PROBLEM DETAILS
Wherever the string "added" shows up in the data below, copy the whole line.
==== DATA
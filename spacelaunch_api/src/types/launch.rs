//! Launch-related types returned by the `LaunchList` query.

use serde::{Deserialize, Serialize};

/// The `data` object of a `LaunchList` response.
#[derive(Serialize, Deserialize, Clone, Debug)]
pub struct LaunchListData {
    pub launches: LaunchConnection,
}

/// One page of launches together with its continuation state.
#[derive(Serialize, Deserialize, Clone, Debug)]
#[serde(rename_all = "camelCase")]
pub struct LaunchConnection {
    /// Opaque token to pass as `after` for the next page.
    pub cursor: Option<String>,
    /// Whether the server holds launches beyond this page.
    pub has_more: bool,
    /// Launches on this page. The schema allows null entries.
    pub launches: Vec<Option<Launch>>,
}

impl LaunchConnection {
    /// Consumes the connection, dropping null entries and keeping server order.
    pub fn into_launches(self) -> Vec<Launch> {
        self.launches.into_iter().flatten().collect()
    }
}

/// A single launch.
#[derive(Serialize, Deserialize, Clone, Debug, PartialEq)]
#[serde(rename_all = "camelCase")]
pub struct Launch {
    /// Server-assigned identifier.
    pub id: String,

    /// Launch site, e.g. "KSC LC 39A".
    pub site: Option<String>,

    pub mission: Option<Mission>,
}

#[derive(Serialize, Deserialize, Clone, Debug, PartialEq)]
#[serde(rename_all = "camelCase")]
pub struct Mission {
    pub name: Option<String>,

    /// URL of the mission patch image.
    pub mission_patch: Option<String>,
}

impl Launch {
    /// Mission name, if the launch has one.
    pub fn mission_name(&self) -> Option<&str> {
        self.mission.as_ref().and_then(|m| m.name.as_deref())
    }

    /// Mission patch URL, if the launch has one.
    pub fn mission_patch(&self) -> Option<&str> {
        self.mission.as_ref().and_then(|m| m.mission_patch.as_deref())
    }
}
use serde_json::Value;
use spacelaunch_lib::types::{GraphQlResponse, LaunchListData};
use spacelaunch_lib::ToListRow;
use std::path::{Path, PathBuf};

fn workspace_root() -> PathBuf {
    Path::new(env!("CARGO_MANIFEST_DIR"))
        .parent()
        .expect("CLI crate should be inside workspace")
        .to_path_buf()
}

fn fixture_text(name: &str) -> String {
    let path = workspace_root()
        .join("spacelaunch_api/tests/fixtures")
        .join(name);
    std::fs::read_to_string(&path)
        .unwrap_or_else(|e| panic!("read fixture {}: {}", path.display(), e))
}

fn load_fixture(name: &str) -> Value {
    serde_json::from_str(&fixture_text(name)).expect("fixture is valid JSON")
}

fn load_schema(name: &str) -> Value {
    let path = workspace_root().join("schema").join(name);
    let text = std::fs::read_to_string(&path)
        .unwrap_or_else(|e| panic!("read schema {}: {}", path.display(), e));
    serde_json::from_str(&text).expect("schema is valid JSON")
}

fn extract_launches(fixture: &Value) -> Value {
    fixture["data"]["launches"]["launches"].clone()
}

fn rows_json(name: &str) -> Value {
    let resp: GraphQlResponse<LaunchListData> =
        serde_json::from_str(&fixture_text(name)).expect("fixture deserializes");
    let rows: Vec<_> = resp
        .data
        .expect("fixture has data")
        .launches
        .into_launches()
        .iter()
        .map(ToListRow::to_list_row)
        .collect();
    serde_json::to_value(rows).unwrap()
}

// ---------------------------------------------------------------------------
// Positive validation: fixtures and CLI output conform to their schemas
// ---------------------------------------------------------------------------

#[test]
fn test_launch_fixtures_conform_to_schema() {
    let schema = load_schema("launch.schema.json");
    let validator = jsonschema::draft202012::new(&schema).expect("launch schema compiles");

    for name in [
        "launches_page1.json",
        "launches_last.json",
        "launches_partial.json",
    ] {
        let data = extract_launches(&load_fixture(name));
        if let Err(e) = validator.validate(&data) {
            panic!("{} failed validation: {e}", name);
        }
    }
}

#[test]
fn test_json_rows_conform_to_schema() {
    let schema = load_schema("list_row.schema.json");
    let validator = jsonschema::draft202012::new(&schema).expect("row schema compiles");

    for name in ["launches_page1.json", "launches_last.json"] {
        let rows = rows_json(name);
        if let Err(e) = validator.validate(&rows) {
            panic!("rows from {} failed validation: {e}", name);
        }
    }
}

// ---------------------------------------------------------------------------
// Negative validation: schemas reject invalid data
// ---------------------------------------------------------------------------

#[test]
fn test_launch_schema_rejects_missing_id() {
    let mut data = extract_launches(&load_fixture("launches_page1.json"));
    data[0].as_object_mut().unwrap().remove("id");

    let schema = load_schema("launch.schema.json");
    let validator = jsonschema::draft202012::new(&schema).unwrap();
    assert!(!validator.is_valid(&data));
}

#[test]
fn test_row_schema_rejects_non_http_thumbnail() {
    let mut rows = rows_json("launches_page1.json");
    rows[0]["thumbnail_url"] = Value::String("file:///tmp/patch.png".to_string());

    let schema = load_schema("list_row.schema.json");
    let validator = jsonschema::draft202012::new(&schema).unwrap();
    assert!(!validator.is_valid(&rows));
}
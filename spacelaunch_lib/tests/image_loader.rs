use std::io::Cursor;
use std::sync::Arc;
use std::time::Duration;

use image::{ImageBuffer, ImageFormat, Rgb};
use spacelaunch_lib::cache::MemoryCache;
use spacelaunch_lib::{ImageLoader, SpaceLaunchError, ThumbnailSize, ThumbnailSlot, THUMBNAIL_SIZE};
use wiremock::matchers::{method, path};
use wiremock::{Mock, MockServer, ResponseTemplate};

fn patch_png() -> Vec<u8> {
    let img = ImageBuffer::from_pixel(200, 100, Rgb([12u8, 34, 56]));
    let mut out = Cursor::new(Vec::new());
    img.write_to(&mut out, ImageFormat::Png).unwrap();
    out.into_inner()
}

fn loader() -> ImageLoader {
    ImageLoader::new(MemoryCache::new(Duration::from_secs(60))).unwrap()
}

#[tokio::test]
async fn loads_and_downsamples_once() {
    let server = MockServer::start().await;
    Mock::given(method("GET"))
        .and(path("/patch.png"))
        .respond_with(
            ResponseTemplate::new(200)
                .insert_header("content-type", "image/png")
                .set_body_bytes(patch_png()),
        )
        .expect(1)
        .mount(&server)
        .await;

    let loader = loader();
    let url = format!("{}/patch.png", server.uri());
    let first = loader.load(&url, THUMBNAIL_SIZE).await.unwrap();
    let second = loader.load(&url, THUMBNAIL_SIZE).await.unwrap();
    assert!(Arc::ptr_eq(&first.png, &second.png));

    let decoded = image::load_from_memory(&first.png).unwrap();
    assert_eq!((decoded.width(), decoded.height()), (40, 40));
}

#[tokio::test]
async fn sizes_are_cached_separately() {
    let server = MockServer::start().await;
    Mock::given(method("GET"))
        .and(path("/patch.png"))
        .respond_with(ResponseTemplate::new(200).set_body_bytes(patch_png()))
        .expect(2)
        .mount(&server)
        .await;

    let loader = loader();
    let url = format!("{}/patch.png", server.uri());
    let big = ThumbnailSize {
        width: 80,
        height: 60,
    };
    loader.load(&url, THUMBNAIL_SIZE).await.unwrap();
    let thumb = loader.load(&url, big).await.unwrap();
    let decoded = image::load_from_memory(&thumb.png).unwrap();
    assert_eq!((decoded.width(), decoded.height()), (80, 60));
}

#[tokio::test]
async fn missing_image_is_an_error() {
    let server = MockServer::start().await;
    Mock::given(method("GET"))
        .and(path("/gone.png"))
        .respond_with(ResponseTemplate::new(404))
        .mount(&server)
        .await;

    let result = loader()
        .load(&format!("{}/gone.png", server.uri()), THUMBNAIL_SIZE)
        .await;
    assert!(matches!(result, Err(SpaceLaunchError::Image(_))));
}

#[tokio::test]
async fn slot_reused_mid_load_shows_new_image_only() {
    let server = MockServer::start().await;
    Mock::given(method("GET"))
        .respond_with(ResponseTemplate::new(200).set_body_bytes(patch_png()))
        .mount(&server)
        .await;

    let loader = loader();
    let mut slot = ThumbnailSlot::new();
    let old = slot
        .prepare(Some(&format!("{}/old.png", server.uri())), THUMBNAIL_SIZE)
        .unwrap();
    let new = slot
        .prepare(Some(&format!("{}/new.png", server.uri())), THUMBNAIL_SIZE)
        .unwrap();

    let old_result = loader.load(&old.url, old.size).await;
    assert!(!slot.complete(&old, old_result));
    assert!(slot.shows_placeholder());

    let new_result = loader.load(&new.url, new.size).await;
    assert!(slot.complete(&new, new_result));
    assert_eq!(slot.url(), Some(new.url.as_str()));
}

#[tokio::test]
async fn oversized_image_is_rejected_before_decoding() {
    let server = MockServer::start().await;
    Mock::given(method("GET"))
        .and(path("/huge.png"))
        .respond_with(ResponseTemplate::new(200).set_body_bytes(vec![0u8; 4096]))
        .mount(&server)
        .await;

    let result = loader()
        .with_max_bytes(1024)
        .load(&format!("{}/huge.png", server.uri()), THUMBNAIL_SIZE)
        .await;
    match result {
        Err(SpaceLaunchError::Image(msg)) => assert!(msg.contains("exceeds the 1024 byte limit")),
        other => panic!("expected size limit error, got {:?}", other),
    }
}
========
==== DATA
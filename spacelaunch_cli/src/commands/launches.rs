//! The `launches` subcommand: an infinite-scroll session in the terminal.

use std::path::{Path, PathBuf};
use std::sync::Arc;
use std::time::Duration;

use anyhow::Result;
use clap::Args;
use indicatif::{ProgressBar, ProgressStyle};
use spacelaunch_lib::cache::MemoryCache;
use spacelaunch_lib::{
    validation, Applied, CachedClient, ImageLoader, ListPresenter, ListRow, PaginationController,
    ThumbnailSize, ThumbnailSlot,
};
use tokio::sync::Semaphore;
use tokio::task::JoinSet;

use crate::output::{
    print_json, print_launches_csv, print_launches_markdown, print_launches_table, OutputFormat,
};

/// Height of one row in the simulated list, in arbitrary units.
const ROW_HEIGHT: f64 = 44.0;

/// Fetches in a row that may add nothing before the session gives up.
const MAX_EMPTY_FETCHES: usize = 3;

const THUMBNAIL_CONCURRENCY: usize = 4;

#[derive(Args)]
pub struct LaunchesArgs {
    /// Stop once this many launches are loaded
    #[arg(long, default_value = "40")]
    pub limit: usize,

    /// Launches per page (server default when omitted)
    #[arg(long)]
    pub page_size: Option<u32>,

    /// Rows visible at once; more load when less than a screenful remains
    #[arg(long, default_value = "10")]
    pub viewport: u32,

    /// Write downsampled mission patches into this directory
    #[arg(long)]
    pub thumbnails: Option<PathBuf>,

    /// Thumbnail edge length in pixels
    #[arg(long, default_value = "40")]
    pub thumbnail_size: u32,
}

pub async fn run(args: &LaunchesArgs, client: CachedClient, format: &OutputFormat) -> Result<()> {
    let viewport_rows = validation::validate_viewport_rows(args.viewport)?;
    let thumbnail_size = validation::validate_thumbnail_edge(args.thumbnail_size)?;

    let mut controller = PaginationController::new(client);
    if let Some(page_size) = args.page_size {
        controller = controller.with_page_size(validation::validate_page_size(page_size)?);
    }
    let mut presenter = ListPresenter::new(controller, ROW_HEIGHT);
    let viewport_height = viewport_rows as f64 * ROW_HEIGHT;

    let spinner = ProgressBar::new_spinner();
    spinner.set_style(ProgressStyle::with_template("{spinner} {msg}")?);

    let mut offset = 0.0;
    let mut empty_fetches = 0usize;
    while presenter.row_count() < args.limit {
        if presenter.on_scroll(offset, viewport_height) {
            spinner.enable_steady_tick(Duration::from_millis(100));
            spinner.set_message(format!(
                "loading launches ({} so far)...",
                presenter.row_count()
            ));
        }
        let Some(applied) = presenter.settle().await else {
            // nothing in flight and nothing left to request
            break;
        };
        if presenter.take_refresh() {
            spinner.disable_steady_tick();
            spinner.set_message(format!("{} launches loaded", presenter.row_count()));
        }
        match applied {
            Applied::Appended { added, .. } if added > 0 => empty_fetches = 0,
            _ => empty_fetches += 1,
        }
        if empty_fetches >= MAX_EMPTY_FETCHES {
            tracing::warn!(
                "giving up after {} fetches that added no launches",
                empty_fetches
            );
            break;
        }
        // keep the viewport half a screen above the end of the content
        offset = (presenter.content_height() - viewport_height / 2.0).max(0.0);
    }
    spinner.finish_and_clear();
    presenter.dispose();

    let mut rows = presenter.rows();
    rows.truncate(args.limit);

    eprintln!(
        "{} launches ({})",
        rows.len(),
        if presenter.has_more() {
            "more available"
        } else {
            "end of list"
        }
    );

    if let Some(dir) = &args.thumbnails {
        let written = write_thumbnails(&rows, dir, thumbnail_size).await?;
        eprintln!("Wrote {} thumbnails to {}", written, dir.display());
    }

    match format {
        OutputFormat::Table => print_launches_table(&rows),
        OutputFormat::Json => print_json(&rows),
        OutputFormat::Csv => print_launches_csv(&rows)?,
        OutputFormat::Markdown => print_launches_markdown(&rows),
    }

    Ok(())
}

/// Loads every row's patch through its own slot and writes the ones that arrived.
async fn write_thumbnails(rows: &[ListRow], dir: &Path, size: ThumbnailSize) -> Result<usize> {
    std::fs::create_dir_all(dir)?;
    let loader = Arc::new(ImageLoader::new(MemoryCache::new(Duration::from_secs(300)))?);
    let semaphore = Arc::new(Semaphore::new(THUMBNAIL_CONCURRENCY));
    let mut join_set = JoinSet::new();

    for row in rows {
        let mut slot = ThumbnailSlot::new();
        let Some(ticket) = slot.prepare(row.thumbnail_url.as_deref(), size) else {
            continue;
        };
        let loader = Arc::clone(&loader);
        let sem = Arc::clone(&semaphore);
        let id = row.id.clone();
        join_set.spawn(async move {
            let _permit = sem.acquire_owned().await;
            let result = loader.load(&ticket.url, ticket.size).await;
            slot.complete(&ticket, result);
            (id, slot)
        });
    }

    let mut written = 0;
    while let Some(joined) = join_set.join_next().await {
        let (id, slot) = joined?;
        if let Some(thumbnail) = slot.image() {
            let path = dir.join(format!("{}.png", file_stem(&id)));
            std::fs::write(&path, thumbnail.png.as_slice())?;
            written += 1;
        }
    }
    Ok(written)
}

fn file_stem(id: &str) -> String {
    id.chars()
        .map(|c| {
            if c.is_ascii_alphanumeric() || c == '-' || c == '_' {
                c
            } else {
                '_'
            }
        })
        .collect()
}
========
==== DATA
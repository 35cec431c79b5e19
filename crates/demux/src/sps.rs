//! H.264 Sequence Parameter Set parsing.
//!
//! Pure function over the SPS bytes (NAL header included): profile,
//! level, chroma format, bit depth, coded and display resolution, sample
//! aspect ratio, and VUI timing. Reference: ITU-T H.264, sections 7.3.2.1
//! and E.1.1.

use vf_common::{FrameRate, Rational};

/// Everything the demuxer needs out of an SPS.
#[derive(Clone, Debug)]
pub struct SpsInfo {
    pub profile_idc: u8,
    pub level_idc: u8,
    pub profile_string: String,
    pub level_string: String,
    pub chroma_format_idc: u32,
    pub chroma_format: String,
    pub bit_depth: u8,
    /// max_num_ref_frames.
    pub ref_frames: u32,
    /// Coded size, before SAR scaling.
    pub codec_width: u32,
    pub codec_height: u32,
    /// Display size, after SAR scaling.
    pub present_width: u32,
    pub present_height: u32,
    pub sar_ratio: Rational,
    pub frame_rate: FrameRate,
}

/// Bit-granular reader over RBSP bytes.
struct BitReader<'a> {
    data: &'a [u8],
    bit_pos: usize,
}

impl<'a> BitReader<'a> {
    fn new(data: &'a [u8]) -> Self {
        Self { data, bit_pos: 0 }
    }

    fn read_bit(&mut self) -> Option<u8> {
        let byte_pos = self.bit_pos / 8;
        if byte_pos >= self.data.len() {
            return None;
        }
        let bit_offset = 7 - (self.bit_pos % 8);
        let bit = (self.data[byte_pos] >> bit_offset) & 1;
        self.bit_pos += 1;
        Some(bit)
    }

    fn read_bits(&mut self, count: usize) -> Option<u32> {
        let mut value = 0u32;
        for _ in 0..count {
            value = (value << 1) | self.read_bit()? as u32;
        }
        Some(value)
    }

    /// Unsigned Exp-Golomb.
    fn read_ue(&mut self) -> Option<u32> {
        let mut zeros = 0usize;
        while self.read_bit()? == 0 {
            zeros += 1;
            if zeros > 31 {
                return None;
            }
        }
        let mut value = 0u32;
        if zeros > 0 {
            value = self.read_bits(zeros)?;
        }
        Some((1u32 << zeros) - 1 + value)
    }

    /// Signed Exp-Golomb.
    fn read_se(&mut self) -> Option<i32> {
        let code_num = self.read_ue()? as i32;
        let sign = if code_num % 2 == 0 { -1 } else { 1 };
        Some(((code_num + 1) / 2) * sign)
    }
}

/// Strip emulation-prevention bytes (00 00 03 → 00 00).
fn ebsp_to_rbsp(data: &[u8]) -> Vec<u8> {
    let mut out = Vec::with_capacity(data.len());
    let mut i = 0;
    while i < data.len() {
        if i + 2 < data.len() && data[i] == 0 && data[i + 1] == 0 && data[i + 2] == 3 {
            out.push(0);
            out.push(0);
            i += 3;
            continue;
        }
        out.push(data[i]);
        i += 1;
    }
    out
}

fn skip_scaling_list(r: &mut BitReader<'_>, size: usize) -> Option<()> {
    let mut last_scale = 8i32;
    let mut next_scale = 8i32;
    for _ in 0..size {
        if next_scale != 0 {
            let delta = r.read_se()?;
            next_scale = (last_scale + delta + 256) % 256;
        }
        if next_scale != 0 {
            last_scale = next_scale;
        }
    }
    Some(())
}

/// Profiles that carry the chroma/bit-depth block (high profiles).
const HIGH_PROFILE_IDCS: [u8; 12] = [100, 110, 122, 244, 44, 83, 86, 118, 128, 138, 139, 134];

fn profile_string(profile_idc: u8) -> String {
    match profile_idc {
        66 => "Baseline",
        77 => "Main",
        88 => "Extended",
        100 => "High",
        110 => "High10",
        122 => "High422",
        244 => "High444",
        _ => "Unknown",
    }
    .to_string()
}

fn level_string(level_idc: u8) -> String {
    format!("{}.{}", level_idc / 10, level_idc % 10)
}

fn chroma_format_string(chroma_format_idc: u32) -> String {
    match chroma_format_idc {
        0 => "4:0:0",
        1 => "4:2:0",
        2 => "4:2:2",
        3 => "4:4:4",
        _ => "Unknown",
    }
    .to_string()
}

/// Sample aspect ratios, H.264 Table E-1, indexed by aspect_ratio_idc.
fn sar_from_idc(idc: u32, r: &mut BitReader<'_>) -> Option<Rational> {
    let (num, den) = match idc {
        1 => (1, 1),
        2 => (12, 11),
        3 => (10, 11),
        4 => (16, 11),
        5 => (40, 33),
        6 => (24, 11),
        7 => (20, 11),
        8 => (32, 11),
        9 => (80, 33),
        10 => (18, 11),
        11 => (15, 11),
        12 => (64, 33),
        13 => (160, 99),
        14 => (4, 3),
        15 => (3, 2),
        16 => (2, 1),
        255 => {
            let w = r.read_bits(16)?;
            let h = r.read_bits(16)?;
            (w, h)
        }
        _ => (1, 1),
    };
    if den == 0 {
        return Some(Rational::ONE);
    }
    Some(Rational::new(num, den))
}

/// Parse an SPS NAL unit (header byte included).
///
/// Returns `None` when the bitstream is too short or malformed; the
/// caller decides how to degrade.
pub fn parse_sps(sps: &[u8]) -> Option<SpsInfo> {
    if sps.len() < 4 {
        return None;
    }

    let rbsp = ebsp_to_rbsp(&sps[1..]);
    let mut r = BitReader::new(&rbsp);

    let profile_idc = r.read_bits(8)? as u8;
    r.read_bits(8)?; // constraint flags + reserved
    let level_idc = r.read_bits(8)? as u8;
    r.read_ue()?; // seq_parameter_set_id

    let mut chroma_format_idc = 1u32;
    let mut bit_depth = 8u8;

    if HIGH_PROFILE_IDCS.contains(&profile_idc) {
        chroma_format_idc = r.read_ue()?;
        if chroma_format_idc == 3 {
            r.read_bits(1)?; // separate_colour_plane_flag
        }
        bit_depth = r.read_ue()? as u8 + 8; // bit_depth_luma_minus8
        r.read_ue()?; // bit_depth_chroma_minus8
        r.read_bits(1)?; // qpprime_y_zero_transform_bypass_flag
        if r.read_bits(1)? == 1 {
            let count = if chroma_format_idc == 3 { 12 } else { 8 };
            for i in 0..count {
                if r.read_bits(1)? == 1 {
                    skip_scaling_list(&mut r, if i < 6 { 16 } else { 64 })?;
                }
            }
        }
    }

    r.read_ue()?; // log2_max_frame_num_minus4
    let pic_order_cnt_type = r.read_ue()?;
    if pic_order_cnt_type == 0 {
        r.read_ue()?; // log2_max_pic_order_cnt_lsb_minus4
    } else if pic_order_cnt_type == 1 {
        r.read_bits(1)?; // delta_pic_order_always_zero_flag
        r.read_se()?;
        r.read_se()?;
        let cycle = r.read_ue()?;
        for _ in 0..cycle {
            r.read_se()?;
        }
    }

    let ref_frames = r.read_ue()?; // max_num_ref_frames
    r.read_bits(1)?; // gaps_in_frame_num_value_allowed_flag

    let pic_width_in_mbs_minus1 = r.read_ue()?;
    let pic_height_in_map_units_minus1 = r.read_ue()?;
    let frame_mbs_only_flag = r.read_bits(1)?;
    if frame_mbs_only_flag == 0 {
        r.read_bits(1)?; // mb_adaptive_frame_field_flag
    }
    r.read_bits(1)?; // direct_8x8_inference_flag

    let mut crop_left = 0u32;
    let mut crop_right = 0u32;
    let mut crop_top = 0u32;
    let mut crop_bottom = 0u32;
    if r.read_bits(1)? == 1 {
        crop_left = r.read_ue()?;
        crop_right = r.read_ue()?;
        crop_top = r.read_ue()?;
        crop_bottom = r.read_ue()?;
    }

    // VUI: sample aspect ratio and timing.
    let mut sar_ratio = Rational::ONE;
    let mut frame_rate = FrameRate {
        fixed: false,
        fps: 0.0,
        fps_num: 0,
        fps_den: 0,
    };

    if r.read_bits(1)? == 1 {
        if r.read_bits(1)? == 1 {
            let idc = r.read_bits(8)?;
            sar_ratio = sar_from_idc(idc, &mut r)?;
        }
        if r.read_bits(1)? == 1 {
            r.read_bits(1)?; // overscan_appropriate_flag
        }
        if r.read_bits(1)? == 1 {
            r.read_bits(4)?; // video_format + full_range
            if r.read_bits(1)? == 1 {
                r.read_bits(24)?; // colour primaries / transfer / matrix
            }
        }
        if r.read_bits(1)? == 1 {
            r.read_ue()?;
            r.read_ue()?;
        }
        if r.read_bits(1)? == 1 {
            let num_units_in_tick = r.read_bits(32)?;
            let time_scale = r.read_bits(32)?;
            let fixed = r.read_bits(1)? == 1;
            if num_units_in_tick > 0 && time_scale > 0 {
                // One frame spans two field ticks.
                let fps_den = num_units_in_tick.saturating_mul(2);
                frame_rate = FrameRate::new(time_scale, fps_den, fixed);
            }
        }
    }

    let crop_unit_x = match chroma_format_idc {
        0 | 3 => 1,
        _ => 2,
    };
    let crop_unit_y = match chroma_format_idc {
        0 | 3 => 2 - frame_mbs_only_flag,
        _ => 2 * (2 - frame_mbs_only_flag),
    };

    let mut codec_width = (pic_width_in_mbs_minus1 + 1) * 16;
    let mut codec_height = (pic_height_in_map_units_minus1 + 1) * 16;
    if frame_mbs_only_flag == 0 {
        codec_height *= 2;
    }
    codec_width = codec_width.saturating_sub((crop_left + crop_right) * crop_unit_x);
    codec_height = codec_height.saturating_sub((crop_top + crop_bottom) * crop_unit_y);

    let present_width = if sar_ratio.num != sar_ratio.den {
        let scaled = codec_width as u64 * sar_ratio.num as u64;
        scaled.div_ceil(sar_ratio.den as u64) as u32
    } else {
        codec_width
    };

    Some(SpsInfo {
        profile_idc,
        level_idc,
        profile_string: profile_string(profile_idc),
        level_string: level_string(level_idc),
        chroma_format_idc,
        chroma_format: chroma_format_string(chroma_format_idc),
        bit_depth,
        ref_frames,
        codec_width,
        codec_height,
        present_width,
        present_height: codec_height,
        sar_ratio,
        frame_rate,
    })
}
========
SOLUTION FOR THIS EXERCISE
            Applied::Appended { added, .. } if added > 0 => empty_fetches = 0,
                "giving up after {} fetches that added no launches",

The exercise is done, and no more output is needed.